Now let’s examine how these systems compare to other premium finishes in real architectural contexts.
Read our other posts!
Polished Concrete vs Other Flooring Finishes: Natural Stone
The Specification Dilemma
Your client loves the idea of limestone or marble—the prestige, the natural variation, the material gravitas. But they also want underfloor heating, minimal maintenance, and a floor that won’t stain when wine gets spilled at dinner parties. In practice, decisions around polished concrete vs other flooring finishes are rarely about aesthetics alone.
Where Stone Performs Well
- Material symbolism matters. In heritage properties, luxury residential projects, or contexts where traditional craftsmanship is valued, natural stone carries cultural weight that concrete simply doesn’t. A Georgian townhouse in Belgravia feels right with limestone or marble. It doesn’t feel right with polished concrete.
- Visual depth and variation. Stone offers geological beauty—veining, fossil inclusions, colour shifts—that cement-based systems can’t replicate. If your design concept celebrates natural materiality and organic pattern, stone might be your answer.
- Client perception in high-end residential. Some clients simply want stone. They associate it with luxury, permanence, and quality. No amount of technical argument will change that emotional response—and that’s fine.
Where Stone Underperforms
- Grout lines fragment the space. Even large-format stone creates joints that interrupt visual flow—particularly problematic in open-plan layouts where seamless continuity matters.
- Staining and etching are inevitable. Limestone and marble react with acidic substances (wine, citrus, cleaning products).
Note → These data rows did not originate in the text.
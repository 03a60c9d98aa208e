use std::fmt;
use std::str::FromStr;

use chrono::{DateTime, TimeZone, Utc};
use serde::{Deserialize, Deserializer, Serialize};

use crate::form::WorkoutInput;
use crate::{round1, MaptyError};

const ID_DIGITS: usize = 10;

#[derive(Clone, Copy, Debug, Default, Serialize, Deserialize, PartialEq, Eq, Hash)]
#[serde(rename_all = "lowercase")]
pub enum Discipline {
    #[default]
    Running,
    Cycling,
}

impl Discipline {
    pub fn as_str(&self) -> &'static str {
        match self {
            Discipline::Running => "running",
            Discipline::Cycling => "cycling",
        }
    }

    pub fn label(&self) -> &'static str {
        match self {
            Discipline::Running => "Running",
            Discipline::Cycling => "Cycling",
        }
    }

    pub fn icon(&self) -> &'static str {
        match self {
            Discipline::Running => "🏃",
            Discipline::Cycling => "🚴‍♀️",
        }
    }
}

impl fmt::Display for Discipline {
    fn fmt(&self, f: &mut fmt::Formatter<'_>) -> fmt::Result {
        f.write_str(self.as_str())
    }
}

impl FromStr for Discipline {
    type Err = MaptyError;

    fn from_str(s: &str) -> Result<Self, Self::Err> {
        match s.trim().to_ascii_lowercase().as_str() {
            "running" => Ok(Discipline::Running),
            "cycling" => Ok(Discipline::Cycling),
            other => Err(MaptyError::UnknownDiscipline(other.to_string())),
        }
    }
}

/// Latitude/longitude pair, stored as `[lat, lng]`.
#[derive(Clone, Copy, Debug, Serialize, Deserialize, PartialEq)]
#[serde(from = "[f64; 2]", into = "[f64; 2]")]
pub struct Coords {
    pub lat: f64,
    pub lng: f64,
}

impl Coords {
    pub fn new(lat: f64, lng: f64) -> Self {
        Self { lat, lng }
    }
}

impl From<[f64; 2]> for Coords {
    fn from([lat, lng]: [f64; 2]) -> Self {
        Self { lat, lng }
    }
}

impl From<Coords> for [f64; 2] {
    fn from(c: Coords) -> Self {
        [c.lat, c.lng]
    }
}

/// Discipline-specific fields. The `type` tag selects the variant when a
/// stored record is decoded.
#[derive(Clone, Debug, Serialize, Deserialize, PartialEq)]
#[serde(tag = "type", rename_all = "lowercase")]
pub enum Metrics {
    Running {
        cadence: f64,
        #[serde(deserialize_with = "lenient_f64")]
        pace: f64,
    },
    Cycling {
        #[serde(rename = "elevationGain")]
        elevation_gain: f64,
        #[serde(deserialize_with = "lenient_f64")]
        speed: f64,
    },
}

impl Metrics {
    pub fn discipline(&self) -> Discipline {
        match self {
            Metrics::Running { .. } => Discipline::Running,
            Metrics::Cycling { .. } => Discipline::Cycling,
        }
    }
}

#[derive(Clone, Debug, Serialize, Deserialize, PartialEq)]
pub struct Workout {
    #[serde(flatten)]
    pub metrics: Metrics,
    pub id: String,
    pub date: DateTime<Utc>,
    pub distance: f64,
    pub duration: f64,
    pub coords: Coords,
    pub description: String,
    #[serde(rename = "glicks", default)]
    pub interactions: u32,
}

impl Workout {
    /// Builds a record from validated input. `created` supplies both the id
    /// and the local calendar day used in the description.
    pub fn new<Tz>(input: WorkoutInput, coords: Coords, created: DateTime<Tz>) -> Self
    where
        Tz: TimeZone,
        Tz::Offset: fmt::Display,
    {
        let (distance, duration, metrics) = match input {
            WorkoutInput::Running {
                distance,
                duration,
                cadence,
            } => (
                distance,
                duration,
                Metrics::Running {
                    cadence,
                    pace: pace(distance, duration),
                },
            ),
            WorkoutInput::Cycling {
                distance,
                duration,
                elevation_gain,
            } => (
                distance,
                duration,
                Metrics::Cycling {
                    elevation_gain,
                    speed: speed(distance, duration),
                },
            ),
        };
        let description = describe(metrics.discipline(), &created);
        Self {
            id: id_from_millis(created.timestamp_millis()),
            date: created.with_timezone(&Utc),
            distance,
            duration,
            coords,
            description,
            interactions: 0,
            metrics,
        }
    }

    pub fn discipline(&self) -> Discipline {
        self.metrics.discipline()
    }

    pub fn record_interaction(&mut self) {
        self.interactions += 1;
    }
}

/// Minutes per kilometer, one decimal.
pub fn pace(distance: f64, duration: f64) -> f64 {
    round1(duration / distance)
}

/// Kilometers per hour, one decimal.
pub fn speed(distance: f64, duration: f64) -> f64 {
    round1(distance / (duration / 60.0))
}

/// "Running on October 14"
pub fn describe<Tz>(discipline: Discipline, date: &DateTime<Tz>) -> String
where
    Tz: TimeZone,
    Tz::Offset: fmt::Display,
{
    format!("{} on {}", discipline.label(), date.format("%B %d"))
}

fn id_from_millis(millis: i64) -> String {
    let digits = millis.to_string();
    let start = digits.len().saturating_sub(ID_DIGITS);
    digits[start..].to_string()
}

// Records written by the original script stored pace/speed as fixed-point text.
fn lenient_f64<'de, D>(deserializer: D) -> Result<f64, D::Error>
where
    D: Deserializer<'de>,
{
    #[derive(Deserialize)]
    #[serde(untagged)]
    enum NumOrText {
        Num(f64),
        Text(String),
    }

    match NumOrText::deserialize(deserializer)? {
        NumOrText::Num(v) => Ok(v),
        NumOrText::Text(s) => s.trim().parse::<f64>().map_err(serde::de::Error::custom),
    }
}

#[cfg(test)]
mod tests {
    use super::*;

    fn at() -> DateTime<Utc> {
        Utc.with_ymd_and_hms(2026, 10, 4, 9, 30, 0).unwrap()
    }

    #[test]
    fn running_pace_and_description() {
        let w = Workout::new(
            WorkoutInput::Running {
                distance: 5.0,
                duration: 30.0,
                cadence: 150.0,
            },
            Coords::new(53.9, 27.56),
            at(),
        );
        assert_eq!(
            w.metrics,
            Metrics::Running {
                cadence: 150.0,
                pace: 6.0
            }
        );
        assert_eq!(w.description, "Running on October 04");
        assert_eq!(w.interactions, 0);
    }

    #[test]
    fn cycling_negative_elevation() {
        let w = Workout::new(
            WorkoutInput::Cycling {
                distance: 20.0,
                duration: 60.0,
                elevation_gain: -5.0,
            },
            Coords::new(0.0, 0.0),
            at(),
        );
        assert_eq!(
            w.metrics,
            Metrics::Cycling {
                elevation_gain: -5.0,
                speed: 20.0
            }
        );
        assert_eq!(w.description, "Cycling on October 04");
    }

    #[test]
    fn id_is_last_ten_digits_of_millis() {
        let w = Workout::new(
            WorkoutInput::Running {
                distance: 1.0,
                duration: 1.0,
                cadence: 1.0,
            },
            Coords::new(0.0, 0.0),
            at(),
        );
        let millis = at().timestamp_millis().to_string();
        assert_eq!(w.id.len(), 10);
        assert!(millis.ends_with(&w.id));
        assert_eq!(id_from_millis(42), "42");
    }

    #[test]
    fn stored_layout_uses_flat_tagged_fields() {
        let w = Workout::new(
            WorkoutInput::Cycling {
                distance: 12.5,
                duration: 45.0,
                elevation_gain: 120.0,
            },
            Coords::new(53.23, 27.53),
            at(),
        );
        let json = serde_json::to_value(&w).unwrap();
        assert_eq!(json["type"], "cycling");
        assert_eq!(json["elevationGain"], 120.0);
        assert_eq!(json["speed"], 16.7);
        assert_eq!(json["coords"], serde_json::json!([53.23, 27.53]));
        assert_eq!(json["glicks"], 0);
        assert!(json.get("cadence").is_none());
    }

    #[test]
    fn decodes_legacy_text_metrics() {
        let raw = r#"{
            "date": "2024-05-02T10:15:00.000Z",
            "id": "4644900000",
            "glicks": 0,
            "distance": 5,
            "duration": 30,
            "coords": [53.9, 27.56],
            "dateFormat": "May 02",
            "type": "running",
            "cadence": 150,
            "pace": "6.0",
            "description": "Running on May 02"
        }"#;
        let w: Workout = serde_json::from_str(raw).unwrap();
        assert_eq!(w.discipline(), Discipline::Running);
        assert_eq!(
            w.metrics,
            Metrics::Running {
                cadence: 150.0,
                pace: 6.0
            }
        );
        assert_eq!(w.distance, 5.0);
        assert_eq!(w.coords, Coords::new(53.9, 27.56));
    }

    #[test]
    fn discipline_from_select_value() {
        assert_eq!(Discipline::default(), Discipline::Running);
        assert_eq!("cycling".parse::<Discipline>().unwrap(), Discipline::Cycling);
        assert_eq!(" Running ".parse::<Discipline>().unwrap(), Discipline::Running);
        assert!(matches!(
            "swimming".parse::<Discipline>(),
            Err(MaptyError::UnknownDiscipline(_))
        ));
    }

    #[test]
    fn record_interaction_counts() {
        let mut w = Workout::new(
            WorkoutInput::Running {
                distance: 3.0,
                duration: 20.0,
                cadence: 170.0,
            },
            Coords::new(0.0, 0.0),
            at(),
        );
        w.record_interaction();
        w.record_interaction();
        assert_eq!(w.interactions, 2);
    }
}
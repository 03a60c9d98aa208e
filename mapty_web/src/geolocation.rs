use std::cell::Cell;
use std::rc::Rc;

use js_sys::{Function, Reflect};
use mapty::Coords;
use wasm_bindgen::closure::Closure;
use wasm_bindgen::{JsCast, JsValue};

/// One-shot position request. Exactly one of the callbacks runs, at most once;
/// a missing geolocation capability reports through `on_error` immediately.
pub fn request_position<S, E>(on_success: S, on_error: E)
where
    S: FnOnce(Coords) + 'static,
    E: FnOnce(String) + 'static,
{
    let on_error = Rc::new(Cell::new(Some(on_error)));

    let Some(geolocation) = web_sys::window().and_then(|w| w.navigator().geolocation().ok()) else {
        fire(&on_error, "geolocation is not available".to_string());
        return;
    };

    let success = {
        let on_error = on_error.clone();
        Closure::once_into_js(move |position: JsValue| match position_coords(&position) {
            Some(coords) => on_success(coords),
            None => fire(&on_error, "position had no coordinates".to_string()),
        })
    };
    let failure = {
        let on_error = on_error.clone();
        Closure::once_into_js(move |err: JsValue| {
            let message = Reflect::get(&err, &JsValue::from_str("message"))
                .ok()
                .and_then(|m| m.as_string())
                .unwrap_or_else(|| "position request denied".to_string());
            fire(&on_error, message);
        })
    };

    if let Err(err) = geolocation.get_current_position_with_error_callback(
        success.unchecked_ref::<Function>(),
        Some(failure.unchecked_ref::<Function>()),
    ) {
        fire(
            &on_error,
            err.as_string()
                .unwrap_or_else(|| "position request failed".to_string()),
        );
    }
}

fn fire<E: FnOnce(String)>(slot: &Cell<Option<E>>, message: String) {
    if let Some(f) = slot.take() {
        f(message);
    }
}

fn position_coords(position: &JsValue) -> Option<Coords> {
    let coords = Reflect::get(position, &JsValue::from_str("coords")).ok()?;
    let lat = Reflect::get(&coords, &JsValue::from_str("latitude")).ok()?.as_f64()?;
    let lng = Reflect::get(&coords, &JsValue::from_str("longitude")).ok()?.as_f64()?;
    Some(Coords::new(lat, lng))
}
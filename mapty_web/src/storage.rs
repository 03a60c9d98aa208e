use mapty::{MaptyError, Storage};
use wasm_bindgen::JsValue;

/// `window.localStorage`. When the browser refuses access (private mode,
/// disabled storage) reads come back empty and writes fail.
pub struct BrowserStorage {
    inner: Option<web_sys::Storage>,
}

impl BrowserStorage {
    pub fn local() -> Self {
        let inner = web_sys::window().and_then(|w| w.local_storage().ok().flatten());
        if inner.is_none() {
            web_sys::console::warn_1(&"localStorage unavailable; workouts will not persist".into());
        }
        Self { inner }
    }

    fn inner(&self) -> Result<&web_sys::Storage, MaptyError> {
        self.inner
            .as_ref()
            .ok_or_else(|| MaptyError::Storage("localStorage unavailable".to_string()))
    }
}

impl Storage for BrowserStorage {
    fn get_item(&self, key: &str) -> Result<Option<String>, MaptyError> {
        match &self.inner {
            Some(storage) => storage.get_item(key).map_err(js_err),
            None => Ok(None),
        }
    }

    fn set_item(&mut self, key: &str, value: &str) -> Result<(), MaptyError> {
        self.inner()?.set_item(key, value).map_err(js_err)
    }

    fn remove_item(&mut self, key: &str) -> Result<(), MaptyError> {
        self.inner()?.remove_item(key).map_err(js_err)
    }
}

fn js_err(err: JsValue) -> MaptyError {
    MaptyError::Storage(err.as_string().unwrap_or_else(|| format!("{err:?}")))
}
Sealing helps, but it’s not a permanent solution. In busy family kitchens or commercial hospitality spaces, stone shows wear quickly and demands constant vigilance.
- Maintenance is ongoing and expensive. Professional sealing every 1–2 years, specialist cleaning products, immediate attention to spills—stone demands care that polished concrete doesn’t. This matters when you’re specifying for commercial clients with operational budgets or residential clients who won’t actually maintain things properly.
- Thermal performance is inferior. Stone heats slowly and unevenly with underfloor heating. Concrete’s thermal mass and conductivity are objectively superior.
The Honest Recommendation
Specify stone where tradition, heritage, or client expectation demands it—and where the client genuinely understands the maintenance implications.
Specify polished concrete where seamless aesthetics, durability, underfloor heating performance, and low lifecycle maintenance are priorities.
Real approach on live projects: Stone in formal or heritage zones where it’s contextually appropriate; polished concrete in contemporary extensions and high-use areas where performance matters most.
Case example: We worked with an architect on a Kensington townhouse where they specified limestone for the formal entrance hall (client expectation, appropriate historical context) and polished concrete for the entire ground floor extension (kitchen, dining, living). Each material in its right place. The client got the prestige they wanted in the entrance, and the performance they needed everywhere else.


Hardcrete Microcement vs Large-Format Porcelain Tiles
The Specification Dilemma
Your client wants “that seamless concrete look” but the main contractor is pushing 1200×600mm porcelain tiles because they’re familiar, widely available, and competitively priced. The tile manufacturer shows you samples that “look just like concrete.”
Where Tiles Make Sense
- Supply-chain familiarity. Tilers are everywhere. Materials are readily available. Contractors know the installation process inside out. If programme certainty and risk minimisation are paramount, tiles offer predictability.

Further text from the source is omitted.